If a line in the data below contains the word "DayCycle", copy it out.

**** DATA PROVIDED ****

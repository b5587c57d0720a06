//! Behaviour model bound to one parameter set.

use crate::cycle::{simulate_catalog_with, simulate_day_with, DayCycle};
use crate::error::Result;
use crate::light::WaterClarity;
use crate::params::ModelParams;
use crate::site::{assess_site_by_region_with, assess_site_with, SiteAssessment, SiteRecord};
use crate::species::SpeciesCatalog;
use crate::species::behavior::migration_depth_with;
use crate::species::{EnergyBalance, MigrationResult, Species};

/// Runs every behaviour operation with the parameters it was built with.
#[derive(Debug, Clone, Default)]
pub struct DvmModel {
    params: ModelParams,
}

impl DvmModel {
    /// Validates `params` before accepting them.
    pub fn new(params: ModelParams) -> Result<Self> {
        params.validate()?;
        Ok(Self { params })
    }

    pub fn params(&self) -> &ModelParams {
        &self.params
    }

    pub fn migration_depth(
        &self,
        hour: f64,
        artificial_lux: f64,
        species: &Species,
        clarity: WaterClarity,
    ) -> MigrationResult {
        migration_depth_with(&self.params, hour, artificial_lux, species, clarity)
    }

    pub fn simulate_day(&self, species: &Species, artificial_lux: f64, clarity: WaterClarity) -> DayCycle {
        simulate_day_with(&self.params, species, artificial_lux, clarity)
    }

    pub fn simulate_catalog(
        &self,
        species: &[&Species],
        artificial_lux: f64,
        clarity: WaterClarity,
    ) -> Vec<(String, DayCycle)> {
        simulate_catalog_with(&self.params, species, artificial_lux, clarity)
    }

    /// Energy budget of one simulated day.
    pub fn daily_energy(&self, species: &Species, artificial_lux: f64, clarity: WaterClarity) -> Result<EnergyBalance> {
        self.simulate_day(species, artificial_lux, clarity).energy_balance(species)
    }

    pub fn assess_site(&self, site: &SiteRecord, species: &[&Species], hour: f64) -> SiteAssessment {
        assess_site_with(&self.params, site, species, hour)
    }

    /// Assess `site` against the catalog species of its recorded region.
    pub fn assess_site_by_region(&self, catalog: &SpeciesCatalog, site: &SiteRecord, hour: f64) -> SiteAssessment {
        assess_site_by_region_with(&self.params, catalog, site, hour)
    }
}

****

- WRITTEN RESPONSE -
use crate::cycle::{simulate_catalog_with, simulate_day_with, DayCycle};
    pub fn simulate_day(&self, species: &Species, artificial_lux: f64, clarity: WaterClarity) -> DayCycle {
    ) -> Vec<(String, DayCycle)> {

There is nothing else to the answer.